Following Campus corner we have a fast right hand corner named after the famous racing driver and journalist Paul Frere.
If Campus was important, Paul Frere corner is crucial as it precedes a very long and fast part of the track. Any speed we lose out of the exit of the corner will extrapolate over the next bit.
Late entry and late apex are what you should be aiming for here. A small lift or no lift at all depending on the car and tires you are using, using all of the space and even running wide over the curb on the outside.
This is another place where we want to be unwinding the steering wheel as early as possible, letting the car flow with as little resistance as possible.
Going a little bit more into detail, depending on whether you are doing a time attack lap or a race, you might want to adjust your line after the exit to either save on distance (doing less meters) or save your tires and fuel by running a wider line.
Having a good exit out of Paul Frere means that the foot is on the floor almost as soon as we turned the steering wheel.
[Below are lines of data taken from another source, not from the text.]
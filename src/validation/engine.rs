//! Validation Engine
//!
//! Splits a branch name on the configured separator, drives the rule
//! matcher over every token position, and aggregates the outcome into a
//! `LintResult`. The rule set is read-only for the whole pass.

use std::collections::HashSet;

use crate::rules::{ERROR_CODE, MessageTemplate, Rule, RuleSet, SUCCESS_CODE, Severity};
use crate::template::{RenderContext, render};

/// A rendered, severity-tagged validation message.
#[derive(Debug, Clone, PartialEq, Eq)]
pub struct Diagnostic {
    pub severity: Severity,
    pub text: String,
    pub indent: usize,
}

/// Outcome of a full lint pass: exit code plus the ordered diagnostics
/// produced along the way. The caller decides what to display.
#[derive(Debug, Clone, PartialEq, Eq)]
pub struct LintResult {
    pub code: i32,
    pub diagnostics: Vec<Diagnostic>,
}

impl LintResult {
    pub fn is_success(&self) -> bool {
        self.code == SUCCESS_CODE
    }
}

/// Per-token outcome. Created once per token, never mutated afterward.
#[derive(Debug, Clone, PartialEq, Eq)]
pub struct TokenOutcome {
    pub valid: bool,
    /// Satisfied rule name on success; first eligible rule name when the
    /// token failed every eligible rule; `None` when no rule was eligible.
    pub rule: Option<String>,
    pub value: String,
    pub message: String,
}

/// Branch name linter over an immutable rule set.
pub struct Linter<'a> {
    rules: &'a RuleSet,
}

impl<'a> Linter<'a> {
    pub fn new(rules: &'a RuleSet) -> Self {
        Self { rules }
    }

    /// Run the full pipeline for one branch name.
    ///
    /// Early exits (skip, banned, disallowed, missing separator, too few
    /// params) emit the wrapper first, then the detail; the per-token path
    /// emits per-token diagnostics, then missing-required diagnostics,
    /// then the wrapper.
    pub fn evaluate(&self, branch: &str) -> LintResult {
        let msgs = &self.rules.messages;

        if self.rules.skip.iter().any(|s| s == branch) {
            return self.early_exit(SUCCESS_CODE, branch, &msgs.branch_skipped);
        }
        if self.rules.banned.iter().any(|b| b == branch) {
            return self.early_exit(ERROR_CODE, branch, &msgs.branch_banned);
        }
        if self.rules.disallowed.iter().any(|d| d == branch) {
            return self.early_exit(ERROR_CODE, branch, &msgs.branch_disallowed);
        }

        // A single-rule set treats the whole branch as one token and needs
        // no separator.
        let multiple = self.rules.rules().len() > 1;
        if multiple && !branch.contains(self.rules.separator.as_str()) {
            return self.early_exit(ERROR_CODE, branch, &msgs.separator_required);
        }
        let tokens: Vec<&str> = if multiple {
            branch.split(self.rules.separator.as_str()).collect()
        } else {
            vec![branch]
        };

        if self.rules.required_count() > tokens.len() {
            return self.early_exit(ERROR_CODE, branch, &msgs.params_missing);
        }

        let mut diagnostics = Vec::new();
        let mut outcomes = Vec::with_capacity(tokens.len());
        let mut satisfied: HashSet<String> = HashSet::new();
        for (index, value) in tokens.iter().enumerate() {
            let outcome = self.match_token_at(branch, value, index, &satisfied, &mut diagnostics);
            if outcome.valid {
                if let Some(name) = &outcome.rule {
                    satisfied.insert(name.clone());
                }
            }
            outcomes.push(outcome);
        }

        let mut missing_required = 0;
        for rule in self.rules.rules() {
            if rule.def.required && !satisfied.contains(rule.name()) {
                missing_required += 1;
                let ctx = RenderContext {
                    branch,
                    rule: Some(rule),
                    ..Default::default()
                };
                diagnostics.push(self.diag(rule.missing_template(msgs), &ctx));
            }
        }

        let valid_count = outcomes.iter().filter(|o| o.valid).count();
        let code = if missing_required == 0 && valid_count == tokens.len() {
            SUCCESS_CODE
        } else {
            ERROR_CODE
        };
        let wrapper = if code == SUCCESS_CODE {
            &msgs.lint_success
        } else {
            &msgs.lint_error
        };
        let base = RenderContext {
            branch,
            ..Default::default()
        };
        diagnostics.push(self.diag(wrapper, &base));

        LintResult { code, diagnostics }
    }

    /// Match one token against the rules eligible at its position.
    ///
    /// Rules already satisfied by another token are excluded, so a rule
    /// contributes at most one satisfied token overall. Eligible rules are
    /// probed in declaration order; when every probe fails, the FIRST
    /// eligible rule's `missing` template is carried in the outcome
    /// (declaration-order tie-break, preserved for reproducibility).
    pub fn match_token_at(
        &self,
        branch: &str,
        value: &str,
        position: usize,
        satisfied: &HashSet<String>,
        out: &mut Vec<Diagnostic>,
    ) -> TokenOutcome {
        let msgs = &self.rules.messages;
        let at_position: Vec<&Rule> = self
            .rules
            .rules()
            .iter()
            .filter(|r| r.def.position.contains(position))
            .collect();
        let eligible: Vec<&Rule> = at_position
            .iter()
            .copied()
            .filter(|r| !satisfied.contains(r.name()))
            .collect();

        if eligible.is_empty() {
            // Distinct failure mode: nothing left to match here. Carry the
            // names of rules that declare this position as the hint.
            let expected: Vec<String> = at_position
                .iter()
                .map(|r| r.name().to_string())
                .collect();
            let ctx = RenderContext {
                branch,
                index: Some(position),
                expected: &expected,
                ..Default::default()
            };
            let template = &msgs.nth_param_not_valid;
            let message = render(&template.text, self.rules, &ctx);
            out.push(Diagnostic {
                severity: template.severity,
                text: message.clone(),
                indent: template.indent,
            });
            return TokenOutcome {
                valid: false,
                rule: None,
                value: value.to_string(),
                message,
            };
        }

        for &rule in &eligible {
            let ctx = RenderContext {
                branch,
                rule: Some(rule),
                value: Some(value),
                ..Default::default()
            };
            out.push(self.diag(&msgs.validating, &ctx));

            // List-declared rules emit diagnostics on mismatch at every one
            // of their positions.
            let mandatory_here = rule.def.required
                && (rule.def.position.is_list() || rule.def.position.contains(position));

            if !rule.def.options.is_empty() && !rule.def.options.iter().any(|o| o == value) {
                if mandatory_here {
                    out.push(self.diag(rule.not_allowed_template(msgs), &ctx));
                    if rule.def.suggestions.contains_key(value) {
                        out.push(self.diag(rule.suggestion_template(msgs), &ctx));
                    }
                }
                continue;
            }
            if !rule.matches_pattern(value) {
                if mandatory_here {
                    out.push(self.diag(rule.regex_template(msgs), &ctx));
                }
                continue;
            }

            let template = rule.valid_template(msgs);
            let message = render(&template.text, self.rules, &ctx);
            out.push(Diagnostic {
                severity: template.severity,
                text: message.clone(),
                indent: template.indent,
            });
            return TokenOutcome {
                valid: true,
                rule: Some(rule.name().to_string()),
                value: value.to_string(),
                message,
            };
        }

        let first = eligible[0];
        let ctx = RenderContext {
            branch,
            rule: Some(first),
            value: Some(value),
            ..Default::default()
        };
        let message = render(&first.missing_template(msgs).text, self.rules, &ctx);
        TokenOutcome {
            valid: false,
            rule: Some(first.name().to_string()),
            value: value.to_string(),
            message,
        }
    }

    fn early_exit(&self, code: i32, branch: &str, detail: &MessageTemplate) -> LintResult {
        let msgs = &self.rules.messages;
        let wrapper = if code == SUCCESS_CODE {
            &msgs.lint_success
        } else {
            &msgs.lint_error
        };
        let ctx = RenderContext {
            branch,
            ..Default::default()
        };
        LintResult {
            code,
            diagnostics: vec![self.diag(wrapper, &ctx), self.diag(detail, &ctx)],
        }
    }

    fn diag(&self, template: &MessageTemplate, ctx: &RenderContext) -> Diagnostic {
        Diagnostic {
            severity: template.severity,
            text: render(&template.text, self.rules, ctx),
            indent: template.indent,
        }
    }
}
//! Configuration management for the branch name linter.
//!
//! Handles:
//! - Command-line argument parsing
//! - Verbosity flag normalization

use anyhow::Result;
use clap::Parser;
use std::path::PathBuf;

/// Command-line arguments for the branch name linter
#[derive(Debug, Parser)]
#[command(name = "branch-lint")]
#[command(about = "Lint a branch name against a positional rule set")]
#[command(version)]
pub struct Args {
    /// Branch name to lint instead of the current git branch
    #[arg(long, short = 'b')]
    pub branch: Option<String>,

    /// Rule file to use
    #[arg(long, help = "Path to a branchlint.toml or branchlint.json rule file")]
    pub config: Option<PathBuf>,

    /// Also print the per-rule progress diagnostics
    #[arg(long, short = 'v')]
    pub verbose: bool,

    /// Only print the final pass/fail line
    #[arg(long, short = 'q')]
    pub quiet: bool,

    /// Print nothing; the exit code is the only output
    #[arg(long, short = 'm')]
    pub mute: bool,

    /// Disable colored output
    #[arg(long)]
    pub no_color: bool,

    /// Log level for the linter
    #[arg(
        long,
        default_value = "warn",
        help = "Log level (trace, debug, info, warn, error)"
    )]
    pub log_level: String,
}

/// Combined configuration from all sources
#[derive(Debug, Clone)]
pub struct Config {
    /// Branch name explicitly set via command line
    pub branch: Option<String>,
    /// Rule file explicitly set via command line
    pub rule_file: Option<PathBuf>,
    pub verbose: bool,
    pub quiet: bool,
    pub mute: bool,
    pub color: bool,
    pub log_level: String,
}

impl Config {
    /// Create configuration from command-line arguments
    pub fn from_args_and_env() -> Result<Self> {
        Self::from_args(Args::parse())
    }

    /// Create configuration from explicit arguments (useful for testing)
    pub fn from_args(args: Args) -> Result<Self> {
        // Quiet and mute trump verbose; mute implies quiet.
        Ok(Config {
            branch: args.branch,
            rule_file: args.config,
            verbose: args.verbose && !args.quiet && !args.mute,
            quiet: args.quiet || args.mute,
            mute: args.mute,
            color: !args.no_color,
            log_level: args.log_level,
        })
    }
}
Constantly accelerating, we move the car slowly to the right of the track and the moment we are under the gantry, this is our turn in point to start going to the left, as close to the white line on the inside as possible.
That exact steering wheel angle should take us wide at the exit of Blanchimont 1 and just before we enter Blanchimont 2, the quick left hand corner just before Bus Stop.
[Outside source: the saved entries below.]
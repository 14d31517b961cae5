use chrono::NaiveDateTime;
use serde::{Deserialize, Serialize};
use std::collections::BTreeMap;
use uuid::Uuid;

use super::{
    ConstraintReport, DesignRequest, EnergyReport, EnvironmentRules, LocationTable, RoomLayout,
    RoomLocations, RoomType, Season, TimeOfDay,
};

/// Result format version
pub const RESULT_VERSION: &str = "1.0";

/// A candidate as proposed by the text generator
#[derive(Debug, Clone, PartialEq, Serialize, Deserialize)]
pub struct CandidateConfiguration {
    pub name: String,

    /// Layout description following the room-location phrasing convention
    pub description: String,

    #[serde(default)]
    pub advantages: BTreeMap<String, String>,

    #[serde(default)]
    pub considerations: BTreeMap<String, String>,
}

/// A scored layout proposal
#[derive(Debug, Clone, PartialEq, Serialize, Deserialize)]
pub struct Configuration {
    pub name: String,
    pub description: String,
    pub advantages: BTreeMap<String, String>,
    pub considerations: BTreeMap<String, String>,

    /// Locations extracted from the description
    pub room_locations: RoomLocations,

    #[serde(rename = "room_layout")]
    pub layout: RoomLayout,

    pub constraints: ConstraintReport,

    #[serde(rename = "energy_efficiency_report")]
    pub energy_report: EnergyReport,
}

/// Result metadata
#[derive(Debug, Clone, PartialEq, Serialize, Deserialize)]
pub struct MetaInfo {
    pub id: Uuid,
    pub timestamp: NaiveDateTime,
    pub version: String,
}

impl MetaInfo {
    pub fn new(timestamp: NaiveDateTime) -> Self {
        Self { id: Uuid::new_v4(), timestamp, version: RESULT_VERSION.to_string() }
    }
}

/// Season and time of day the rules were derived for
#[derive(Debug, Clone, Copy, PartialEq, Serialize, Deserialize)]
pub struct EnvironmentConditions {
    pub season: Season,
    pub time_of_day: TimeOfDay,
}

/// Aggregate figures over all configurations
#[derive(Debug, Clone, Copy, PartialEq, Serialize, Deserialize)]
pub struct DesignSummary {
    pub total_area: f64,
    pub room_count: u32,
    pub configuration_count: usize,
    pub best_energy_efficiency: f64,
}

/// Complete design for one request
#[derive(Debug, Clone, PartialEq, Serialize, Deserialize)]
pub struct DesignResult {
    pub meta_info: MetaInfo,

    #[serde(rename = "design_data")]
    pub request: DesignRequest,

    /// Single-room area per room type
    pub room_areas: BTreeMap<RoomType, f64>,

    pub room_ratios: BTreeMap<RoomType, f64>,
    pub locations: LocationTable,
    pub environmental_conditions: EnvironmentConditions,

    #[serde(rename = "room_environment_rules")]
    pub rules: EnvironmentRules,

    pub configurations: Vec<Configuration>,
    pub summary: DesignSummary,
}

impl DesignResult {
    /// Configuration with the highest total score
    pub fn best_configuration(&self) -> Option<&Configuration> {
        self.configurations
            .iter()
            .max_by(|a, b| a.energy_report.total_score.total_cmp(&b.energy_report.total_score))
    }
}

/// Returned when no configuration could be built
#[derive(Debug, Clone, PartialEq, Serialize, Deserialize)]
pub struct DesignFailure {
    pub error: String,

    #[serde(rename = "design_data")]
    pub request: DesignRequest,

    pub timestamp: NaiveDateTime,
}

/// Outcome of a design run
#[derive(Debug, Clone, PartialEq, Serialize, Deserialize)]
#[serde(tag = "status", rename_all = "lowercase")]
pub enum DesignOutcome {
    Completed(DesignResult),
    Failed(DesignFailure),
}

impl DesignOutcome {
    pub fn is_completed(&self) -> bool {
        matches!(self, DesignOutcome::Completed(_))
    }

    pub fn result(&self) -> Option<&DesignResult> {
        match self {
            DesignOutcome::Completed(result) => Some(result),
            DesignOutcome::Failed(_) => None,
        }
    }

    pub fn failure(&self) -> Option<&DesignFailure> {
        match self {
            DesignOutcome::Completed(_) => None,
            DesignOutcome::Failed(failure) => Some(failure),
        }
    }

    /// Timestamp of the run
    pub fn timestamp(&self) -> NaiveDateTime {
        match self {
            DesignOutcome::Completed(result) => result.meta_info.timestamp,
            DesignOutcome::Failed(failure) => failure.timestamp,
        }
    }
}
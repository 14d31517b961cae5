use greenplan_core::error::{GreenplanError, Result};
use greenplan_core::models::{AreaAllocation, RoomAllocation, RoomType};
use rand::Rng;
use std::collections::BTreeMap;

/// Upper bound on the combined ratio of all rooms
///
/// The remainder is left for walls and circulation.
pub const MAX_TOTAL_RATIO: f64 = 0.9;

/// Share of the `[min, max]` span a random draw may move a ratio by
const VARIATION_SPAN: f64 = 0.2;

/// Footprint share bounds of a single room of one type
#[derive(Debug, Clone, Copy, PartialEq)]
pub struct RatioRule {
    pub min: f64,
    pub max: f64,
    pub ideal: f64,
}

pub fn ratio_rule(room_type: RoomType) -> RatioRule {
    match room_type {
        RoomType::LivingRoom => RatioRule { min: 0.25, max: 0.40, ideal: 0.30 },
        RoomType::Bedroom => RatioRule { min: 0.20, max: 0.40, ideal: 0.35 },
        RoomType::Kitchen => RatioRule { min: 0.08, max: 0.15, ideal: 0.12 },
        RoomType::Bathroom => RatioRule { min: 0.04, max: 0.08, ideal: 0.06 },
    }
}

/// Distribute `total_area` among the requested room types
///
/// Each type's ratio starts at `ideal * count`, moves by a random amount of
/// at most a tenth of the rule span per room and is clamped to the rule
/// bounds. When the ratios add up to more than [`MAX_TOTAL_RATIO`] they are
/// scaled down proportionally. Room types with a zero count are left out.
pub fn allocate_areas<R: Rng>(
    rooms: &BTreeMap<RoomType, u32>,
    total_area: f64,
    rng: &mut R,
) -> Result<AreaAllocation> {
    if !total_area.is_finite() || total_area <= 0.0 {
        return Err(GreenplanError::invalid_request(
            "area",
            format!("total area must be a positive number, got {}", total_area),
        ));
    }

    let mut ratios: Vec<(RoomType, u32, f64)> = rooms
        .iter()
        .filter(|(_, count)| **count > 0)
        .map(|(room, count)| {
            let rule = ratio_rule(*room);
            let n = f64::from(*count);
            let base = rule.ideal * n;
            let variation = (rng.gen::<f64>() - 0.5) * (rule.max - rule.min) * VARIATION_SPAN * n;
            let ratio = (base + variation).clamp(rule.min * n, rule.max * n);
            (*room, *count, ratio)
        })
        .collect();

    if ratios.is_empty() {
        return Err(GreenplanError::invalid_request(
            "rooms",
            "at least one room type must have a positive count",
        ));
    }

    let ratio_sum: f64 = ratios.iter().map(|(_, _, ratio)| ratio).sum();
    if ratio_sum > MAX_TOTAL_RATIO {
        let scale = MAX_TOTAL_RATIO / ratio_sum;
        tracing::debug!(ratio_sum, scale, "Scaling room ratios down");
        for (_, _, ratio) in &mut ratios {
            *ratio *= scale;
        }
    }

    let rooms = ratios
        .into_iter()
        .map(|(room, count, ratio)| {
            let type_area = ratio * total_area;
            let allocation = RoomAllocation {
                count,
                ratio,
                total_area: type_area,
                unit_area: type_area / f64::from(count),
            };
            (room, allocation)
        })
        .collect();

    Ok(AreaAllocation { rooms })
}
This is normally a very tricky corner but in the case the AMR GT4 decimates the corner with a hefty amount of traction available.
Flat out, using all of the space available, widening our line and looking further up ahead already for our braking point.
This is a fast part of the track arriving to the slowest part of the track, which means only one thing.
Strong braking ,with a straight steering wheel, taking advantage of all the stopping power that the car can offer.
Arriving to Bus Stop can be challenging. Its again an S, very short and slow this time, whilst coming in at great speeds. That makes it very easy to forget that the priority goes to the last corner of the two and is very easy to end up wide on the first part, overshooting the corner and losing much time trying to bring the car back for the last corner.
If your line at the exit is pointing to the wall on the outside, this should all the indication you need to go for a later apex.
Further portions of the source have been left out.